Par contre, l’approche artistique reste la même : pas de quartier côté tempo, de l’humour, du riffing assassin, des échanges de soli pas piqués des vers, un batteur cognant sans temps mort et une basse avançant à marche forcée. Pour couronner le tout, une mention spéciale au chant de Philippe "Phil" Grelaud qui atteint un seuil de maturité phénoménal.
Après avoir déniché un contrat chez les fameux Bernett Records (
Exodus,
Metallica,
Venom etc…) ressuscités tel un phénix, nos amis Picards s’enfermèrent au Walnut Groove studio d’Amiens, si cher au cœur de Charles Ingalls, afin d’y enregistrer un missile bénéficiant d’une production enfin digne de leur statut et penchant ouvertement dans la catégorie du speed metal bleu-blanc-rouge.

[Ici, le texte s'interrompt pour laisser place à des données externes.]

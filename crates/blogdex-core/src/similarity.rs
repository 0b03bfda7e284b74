//! Approximate string matching.
//!
//! Distances use optimal string alignment: insertion, deletion, substitution
//! and transposition of two adjacent characters each cost 1. All functions
//! compare characters exactly; callers fold case beforehand.

/// Normalized distance between `pattern` and its best-matching substring of `text`.
///
/// `0.0` means `pattern` occurs verbatim, `1.0` means nothing useful matched.
/// An empty pattern scores `0.0`.
///
/// ```rust
/// use blogdex_core::similarity::similarity;
///
/// assert_eq!(similarity("rust", "trust me"), 0.0);
/// assert_eq!(similarity("rsut", "rust"), 0.25);
/// ```
pub fn similarity(pattern: &str, text: &str) -> f64 {
    let pattern: Vec<char> = pattern.chars().collect();
    let text: Vec<char> = text.chars().collect();
    substring_distance_ratio(&pattern, &text)
}

/// [`similarity`] over pre-split characters.
pub fn substring_distance_ratio(pattern: &[char], text: &[char]) -> f64 {
    if pattern.is_empty() {
        return 0.0;
    }
    ratio(substring_distance(pattern, text), pattern.len())
}

/// Edit distance between two whole strings, normalized by the longer length.
pub fn edit_ratio(a: &[char], b: &[char]) -> f64 {
    let longest = a.len().max(b.len());
    if longest == 0 {
        return 0.0;
    }
    ratio(osa(a, b, false), longest)
}

/// Minimum distance from `pattern` to any substring of `text`.
pub fn substring_distance(pattern: &[char], text: &[char]) -> usize {
    osa(pattern, text, true)
}

#[allow(clippy::cast_precision_loss)]
fn ratio(distance: usize, len: usize) -> f64 {
    (distance as f64 / len as f64).min(1.0)
}

/// Optimal string alignment distance between `a` and `b`.
///
/// With `free_ends` the alignment may start and stop anywhere in `b`, which
/// yields the best substring match instead of a whole-string comparison.
fn osa(a: &[char], b: &[char], free_ends: bool) -> usize {
    let n = b.len();
    // Rows i-2, i-1 and i of the DP table, indexed by position in `b`.
    let mut before: Vec<usize> = vec![0; n + 1];
    let mut prev: Vec<usize> = (0..=n)
        .map(|j| if free_ends { 0 } else { j })
        .collect();
    let mut row: Vec<usize> = vec![0; n + 1];

    for i in 1..=a.len() {
        row[0] = i;
        for j in 1..=n {
            let cost = usize::from(a[i - 1] != b[j - 1]);
            let mut best = (prev[j] + 1).min(row[j - 1] + 1).min(prev[j - 1] + cost);
            if i > 1 && j > 1 && a[i - 1] == b[j - 2] && a[i - 2] == b[j - 1] {
                best = best.min(before[j - 2] + 1);
            }
            row[j] = best;
        }
        std::mem::swap(&mut before, &mut prev);
        std::mem::swap(&mut prev, &mut row);
    }

    if free_ends {
        prev.iter().copied().min().unwrap_or(a.len())
    } else {
        prev[n]
    }
}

Seul le titre « Livide » laissera en effet une trace épaisse et lourde, tel un heavy de labour. Super efficace, ce morceau semble taillé pour la scène. Offert à une foule en pleine communion, on imagine sans peine mille gorges reprendre « Livide… Putride » à s’en casser les cordes vocales. Le second vestige heavy, astucieusement dopé en fin de piste d’un coup de speed bien placé, correspond à « La Parodie du Fou », au refrain chantant de l’ami Phil, tracté par une grosse rythmique au riffing tortueux et une basse terrifiante alors que l’entame vielle, pipeau et tambourin comme les paroles pourraient laisser penser qu’
ADX règle ses comptes avec le député vendéen Philippe de Villiers, créateur du parc d’attractions du Puy du Fou.
L’offensive continue sous une pluie de morceaux mid/up-tempo et de bijoux de speed metal durant lesquels BY s’affiche en digne successeur de
Marquis et Klod en parfait héritier de Deuch.
L’ouverture « Avant l’assaut » ayant superbement introduit l’album, « A la gloire de Dieu » déboule dans un déluge d’harmoniques agressifs, style de fabrique des deux guitaristes et d’
ADX depuis ses origines. Ce titre bien en speed s’appuie sur un couple basse/batterie solide et conquérant et d’un échange de soli permettant aux nouveaux arrivants de mettre en son leurs cartes de visite respectives. Phil y pose des vocaux maitrisés et des paroles toujours aussi riches. « Ils prient, les genoux meurtris » ne vous lâchera pas de sitôt.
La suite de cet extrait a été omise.